If you're used to book-trade conventions, Comic-Con can come as a shock. For one thing, signings don't mean you get a free copy of the book--you'd better bring your own copy of what you want signed, or buy one from the smaller publishers, who are happy to sell their books one at a time from their booths. (At least one former big-name artist had hung out a shingle saying he was charging $2 for every signature after the first two.) The industry people in attendance are outnumbered by fans carrying sketchbooks and shopping for goodies, many of them in full heroic costume. Besides publishers, the teeming floor is filled with used-comics retailers (bringing their rarest wares, for which the new trend is to seal them in Lucite to preserve their value forever while making them unreadable), bootleg anime video vendors, toy displays and original-art dealers.

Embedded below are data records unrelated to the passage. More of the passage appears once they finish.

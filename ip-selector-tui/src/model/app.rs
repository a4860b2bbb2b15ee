//! 应用主状态结构

use std::time::Duration;

use ip_selector_core::types::UiState;

use super::{CandidatesState, EditorState, FocusPanel};

/// 应用主状态
pub struct App {
    /// 是否应该退出
    pub should_quit: bool,

    /// 当前焦点面板
    pub focus: FocusPanel,

    /// 地址段编辑器
    pub editor: EditorState,

    /// 候选表格
    pub candidates: CandidatesState,

    /// 横幅状态（同一时刻只显示一个）
    pub banner: UiState,

    /// 成功横幅的停留时间
    pub success_linger: Duration,

    /// 状态栏消息
    pub status_message: Option<String>,
}

impl App {
    /// 创建新的应用实例
    pub fn new(success_linger: Duration) -> Self {
        Self {
            should_quit: false,
            focus: FocusPanel::Editor,
            editor: EditorState::new(),
            candidates: CandidatesState::new(),
            banner: UiState::Idle,
            success_linger,
            status_message: None,
        }
    }

    /// 设置状态消息
    pub fn set_status(&mut self, message: impl Into<String>) {
        self.status_message = Some(message.into());
    }

    /// 清除状态消息
    pub fn clear_status(&mut self) {
        self.status_message = None;
    }
}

Still, the industry's torn between serving its traditional audience--the hardcore fans who make up most of Comic-Con's attendees, the ones who wear Cardcaptor Sakura costumes, buy Sugar & Spike stuffed toys and follow their favorite comics month by month--and the newer wave of customers who would rather buy and read comics in discrete bound volumes. "The trades are more profitable for the company, no question about that," said Bob Greenberger, Marvel Comics' director of publishing operations. "Because [their content has] already been in the monthly comic, art and editorial costs are way down." Devin Grayson, who writes Gotham Knights for DC and Ghost Rider for Marvel, said she's seen a strong recent trend toward writing comics in story arcs that can be collected as trade paperbacks, "and it's hard to say who's pushing it harder--the publishers or the creators. From the creators' standpoint, it changes the entire audience that their stories can reach." Chris Staros of Top Shelf notes that his business is 95% trade paperbacks. He's an exceptional case, but publisher Gary Groth said that paperbacks are about half of Fantagraphics' business, and Image's publisher Jim Valentino estimated they account for 35% of his sales and are growing.

Bookstores and Libraries

LPC's Robert Boyd noted (in a panel called "Graphic Novels in the Real World") that comics publishers have to "play by different rules" for the book retail trade. Fantagraphics, for instance, scheduled books only about four months in advance until recently, though now that its titles are being distributed by W.W. Norton, the publisher has planned its list well into 2002. Meanwhile, Greenberger reported that Marvel is trying to build its long-suffering backlist now, as well as standardizing its trade dress and concentrating on volumes that tell a single story, as opposed to "best of" collections--a strategy that has long served DC and its Vertigo imprint well.

There's certainly a demand for comics among bookstore customers: Boyd said LPC has sold more than 478,000 graphic novels this year (covering about 1,000 titles), after selling about 234,000 last year. San Francisco comics specialty store Comic Relief's owner, Rory Root, noted that library circulation rates for graphic novels average three times the circulation rate for bestselling prose novels. Comic Relief is the rare comics store that specializes in trade paperbacks, and Root works with more than 50 library systems around the country. But Boyd also spoke of the "gatekeeper mentality" that often prevents stores and libraries from ordering graphic novels--the kid-stuff image that comics have never been able to shake entirely, even while the average comics fan is now a college-educated professional with an above-average income.

Down on the convention floor, the cartoonists themselves seemed to hover around the small-press area, where quirky projects such as Red Ink's meticulously hand-assembled anthology, Non, and the Danny Hellman benefit collection, Legal Action Comics, were the prestige items to be seen carrying. And even as the kids (of both genders--a welcome development) lined up to have their photos taken with Elektra and to check out the previews of Star Wars: Episode 2, there was the sense that this most nostalgia-obsessed of industries needs to be very careful about maintaining its ties to its past at the cost of new readers. As Marvel editor-in-chief Joe Quesada put it, "We're trying to steer clear of getting tied up in our own superhero underwear."